First introduced in MySQL 5.7.8, the JSON data type is a specialized binary column type, similar to a blob , but with added machinery to optimize the storage and retrieval of values from a column typed as json .

Javascript Object Notation or more commonly known as JSON, is a  modern format for the exchange of data with the servers. It is more or less similar to XML, but the advantage of this format is that it is in a lightweight form. Web programmers and other software engineers are preferring to use JSON due to multiple reasons.
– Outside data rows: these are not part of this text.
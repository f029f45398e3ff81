//! The `CATEGORY:SERIAL:TEXT` envelope carried inside a text-mode frame
//! payload.
//!
//! This is deliberately not a `serde` structure: the wire format is a flat,
//! hand-delimited string (`spec` §3/§6), not JSON, so parsing is a single
//! pass over the bytes looking for the first two colons.

use std::fmt;
use std::str::FromStr;

use crate::errors::XenError;

/// The four message categories Xen dispatches.
///
/// Named `Okay`/`Fail` rather than `Ok`/`Err` so they don't shadow
/// `Result::Ok`/`Result::Err` at every call site; `Display`/`FromStr` still
/// round-trip through the wire literals `OK`/`ERR`.
#[derive(Debug, Clone, Copy, PartialEq, Eq, Hash)]
pub enum Category {
    /// A remote command to evaluate.
    Cmd,
    /// An asynchronous event.
    Evt,
    /// A successful result for a prior `Cmd`.
    Okay,
    /// A failed result, or an unsolicited error when `serial == 0`.
    Fail,
}

impl Category {
    pub const fn as_wire_str(self) -> &'static str {
        match self {
            Category::Cmd => "CMD",
            Category::Evt => "EVT",
            Category::Okay => "OK",
            Category::Fail => "ERR",
        }
    }
}

impl fmt::Display for Category {
    fn fmt(&self, f: &mut fmt::Formatter<'_>) -> fmt::Result {
        f.write_str(self.as_wire_str())
    }
}

impl FromStr for Category {
    type Err = UnknownCategory;

    fn from_str(s: &str) -> Result<Self, Self::Err> {
        match s {
            "CMD" => Ok(Category::Cmd),
            "EVT" => Ok(Category::Evt),
            "OK" => Ok(Category::Okay),
            "ERR" => Ok(Category::Fail),
            other => Err(UnknownCategory(other.to_string())),
        }
    }
}

/// A category literal that didn't match one of the four known wire
/// categories. Category validity is enforced at dispatch time, not parse
/// time (`spec` §4.3) — `content::parse` succeeds and hands this back so
/// the dispatcher can take its own "unknown category" path instead of
/// erroring out of the parser.
#[derive(Debug, Clone, PartialEq, Eq)]
pub struct UnknownCategory(pub String);

impl fmt::Display for UnknownCategory {
    fn fmt(&self, f: &mut fmt::Formatter<'_>) -> fmt::Result {
        write!(f, "unknown category {:?}", self.0)
    }
}

/// A decoded envelope, category validity not yet checked.
#[derive(Debug, Clone, PartialEq, Eq)]
pub struct Envelope {
    pub category: Result<Category, UnknownCategory>,
    pub serial: u64,
    pub text: String,
}

/// Format a `CATEGORY:SERIAL:TEXT` envelope string.
pub fn format(category: Category, serial: u64, text: &str) -> String {
    format!("{category}:{serial}:{text}")
}

/// Parse a `CATEGORY:SERIAL:TEXT` envelope.
///
/// Splits on the first two colons only — `text` may itself contain colons
/// and they are preserved verbatim. Fails with `XenError::Format` if fewer
/// than two colons exist, or the serial field isn't a non-negative decimal
/// integer.
pub fn parse(s: &str) -> Result<Envelope, XenError> {
    let first = s
        .find(':')
        .ok_or_else(|| XenError::Format(format!("missing ':' in envelope {s:?}")))?;
    let (category_part, rest) = s.split_at(first);
    let rest = &rest[1..]; // skip the colon itself

    let second = rest
        .find(':')
        .ok_or_else(|| XenError::Format(format!("missing second ':' in envelope {s:?}")))?;
    let (serial_part, text_part) = rest.split_at(second);
    let text_part = &text_part[1..];

    let serial: u64 = serial_part
        .parse()
        .map_err(|_| XenError::Format(format!("invalid serial {serial_part:?}")))?;

    Ok(Envelope {
        category: Category::from_str(category_part).map_err(|e| e),
        serial,
        text: text_part.to_string(),
    })
}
It is because the format is not only lightweight but along with that, there is no wordiness in it like XML. If you are using JSON for the interchanging of data, you can opt for JSON viewer by visiting https://searchenginereports.net/json-viewer. It will let you view JSON code in its actual syntax.   

If you check out the docs, you’ll notice there’s some great built-in functionality such as automatic validation, normalization of JSON documents and autowrapping of values. There’s also one crucial restriction, JSON columns cannot be indexed , which we’ll take a look at below.

The good news is, a column of type json basically “just works” the way you’d expect it to.

Storing JSON Data

Chances are you’ll have a JSON structure in your code that you will simply insert into the database. That said, it is also possible to send other data types to MySQL, and to utilize a JSON creation function to convert the data for you.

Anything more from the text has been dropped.